But that's why us women get  mixed messages, a lot of times men will say if you give everything out on the first date, what else is there, they've seen it all, been there done that: "No, no, no, you're right and I think that if I was to ... I mean maybe I'm different from most guys but yeah, I think it's important to maintain mystery and to be challenging. I think it goes straight to man's ego that men want to be challenged, maybe it's a primordial thing so I can totally understand that but there's always the fantasy that you're just going to have such an intense connection so fast that there's going to be no walls."

"Everything obviously it's individual, if there's a strong connection, if it's meant to happen and it happens right away, you can still date them for three years and then there's stories where the guys slept with someone on the first night and doesn't want to see her again: And I've had both of those instances. So I would say it's an individual case by case basis every time. Here's what I wouldn't do, I wouldn't make rules. Because if you made rules, you risk following your rules when you're not supposed to and that's the problem."

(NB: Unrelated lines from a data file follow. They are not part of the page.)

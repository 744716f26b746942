//! Mission orchestration for Prospector.
//!
//! This crate ties scoring, directory search, and structured generation
//! into the end-to-end targeting pipeline: market discovery, human
//! validation, per-company contact loops, and campaign generation/export,
//! all resumable from a persisted mission document.

pub mod cancel;
pub mod export;
pub mod mission;
pub mod orchestrator;
pub mod progress;

pub use cancel::{CancelHandle, CancelToken, cancel_channel};
pub use export::ExportBundle;
pub use mission::{
    CampaignAsset, CampaignKind, CompanySummaryEntry, ContactDecision, Decision, Mission,
    MissionPhase, ScoredCandidate, ValidationTally,
};
pub use orchestrator::{
    CampaignFailure, CampaignRunReport, CompanyAdvance, ContactDiscoveryReport,
    ContactReviewProgress, DiscoveryReport, FetchMoreReport, MissionRunner, MissionStatus,
    TargetConfirmation, ValidationProgress,
};
pub use progress::{MissionProgress, SilentProgress};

Right, but speaking for women. How do we know if we're the girl who's going to be the one that it works out with: "I would say that you know when you know, the same way you know when you fall in love, to make a rule oh I have to make anticipation, what if one night you meet the guy that's just it, you don't want to make him anticipate anything. If it's it, you want it to be it  I would say case by case basis. That's what instincts are for, follow your female intuitions."

I'd never date a woman who ... "is busier thinking about something else when she's with me. Oh, I've had that experience in LA of girls on their blackberries the whole dinner, that's miserable."

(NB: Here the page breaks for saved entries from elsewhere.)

//! Campaign export rendering: the terminal phase's output assets.

use serde_json::{Value, json};

use crate::mission::{Decision, Mission};

/// The rendered export output.
///
/// `persistence_degraded` is set when the final save failed; the produced
/// assets are still returned.
#[derive(Debug, Clone)]
pub struct ExportBundle {
    /// Human-readable outreach list.
    pub markdown: String,
    /// Machine-readable export document.
    pub json: Value,
    pub asset_count: usize,
    pub persistence_degraded: bool,
}

/// Render the export bundle from a mission in the campaign-export phase.
pub fn render(mission: &Mission, hot_threshold: u8) -> ExportBundle {
    let mut lines = Vec::new();
    lines.push(format!("# Outreach list — mission {}", mission.id));
    lines.push(String::new());
    lines.push(format!(
        "Companies validated: {} accepted / {} reviewed",
        mission.tally.accepted.len(),
        mission.tally.total()
    ));
    lines.push(String::new());

    let mut contact_entries = Vec::new();

    for company_id in &mission.selected_companies {
        let Some(company) = mission.discovered_company(company_id) else {
            continue;
        };
        let label = if company.score.score >= hot_threshold {
            "hot"
        } else {
            "warm"
        };
        lines.push(format!(
            "## {} (score {}, {label})",
            company.candidate.name, company.score.score
        ));

        let Some(batch) = mission.contact_batches.get(company_id) else {
            lines.push("_No contacts surfaced._".into());
            lines.push(String::new());
            continue;
        };

        for contact in batch {
            let accepted = mission
                .contact_decisions
                .get(&contact.candidate.id)
                .is_some_and(|d| d.decision == Decision::Accept);
            if !accepted {
                continue;
            }

            let title = contact.candidate.title.as_deref().unwrap_or("—");
            lines.push(format!(
                "- **{}**, {title} (score {})",
                contact.candidate.name, contact.score.score
            ));
            if let Some(email) = &contact.candidate.email {
                lines.push(format!("  - email: {email}"));
            }
            if let Some(asset) = mission.asset_for(&contact.candidate.id) {
                if let Some(subject) = &asset.subject {
                    lines.push(format!("  - subject: {subject}"));
                }
                lines.push(format!("  - message: {}", asset.body.replace('\n', " ")));
            }

            contact_entries.push(json!({
                "contact": contact.candidate,
                "score": contact.score,
                "company_id": company_id,
                "asset": mission.asset_for(&contact.candidate.id),
            }));
        }
        lines.push(String::new());
    }

    let json = json!({
        "mission_id": mission.id,
        "campaign_kind": mission.campaign_kind,
        "tally": mission.tally,
        "contacts": contact_entries,
        "assets": mission.assets,
    });

    ExportBundle {
        markdown: lines.join("\n"),
        asset_count: mission.assets.len(),
        json,
        persistence_degraded: false,
    }
}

How I show I care: "By constantly videotaping her at the beach, at the park, walking around the street ... once I start creating iconography of her, I'm hooked. Oh yeah, I'm like Mr. home video and I don't mean that in a sexual way, I mean that in just like I'm the guy that we're hanging out at the beach and most of the time people are taking a photo, I'm the one that's like oh no, let's videotape this. I'll put the camera on her and I'll be like so describe this moment, how are you feeling right now and I just want to catch the nuances and the subtleties of her reflecting on this moment she's having with me. I just get such a pleasure out of watching those later. It sort of reinforces what I might have already been feeling in the moment, but sometimes you're busy living the moment you're not reflecting on it, and it's very important to reflect on a moment after you lived it as well and that's what video's good for."

But then has the moment kind of changed: "No, people say that, people say you're ruining the moment by making a video of the moment and I disagree. I think you're enhancing a moment, it's forcing you to be both actor and spectator in your own narrative and I get a big rush from that. I'm the actor and the spectator, I'm living the moment but I'm anticipating watching myself living the moment later and that feels kind of omnipotence in a way."

"For me that came from always being affected from scenes in films like flashback scenes or scenes that showed montages of like relationships with like a beautiful song playing in the background. You knows those kind of edited montages in films usually the character is thinking back or remembering someone and they show like clips of it, I've always been a sucker for that. I literally get chills every time I see that in a film. So that's my way of doing that for myself. I'm obsessed with having that sort of melancholic narrative of my love."

What makes a woman unforgettable: "
Her nuances and demeanor on camera. The little videos of our time together become the reinforcement for my cinematic love ... so if she's the perfect, endearing and lovable creature on camera ... I'm hooked."

I wish women understood ... "that we are just as hungry for affection and love. Well, that's a totally self reflective answer because there's a lot of men who are Neanderthals but my thing is that I wish that women would get that I am as sensitive and as hungry for affection and intimacy as any woman. I'm not a caveman - it's not just about sex for a lot of guys. We're meaning making creatures, we want things to mean something."

But not all the time: "I think when we settle for having something not mean anything it's usually because it's like ok, well, I'm hungry and I'm too lazy to go out to buy fresh food so I'm just going to eat the cold pizza because I'm hungry. It's still good but it's not as good as hot pizza."

Yes, and we're not talking about pizza, right: "Right."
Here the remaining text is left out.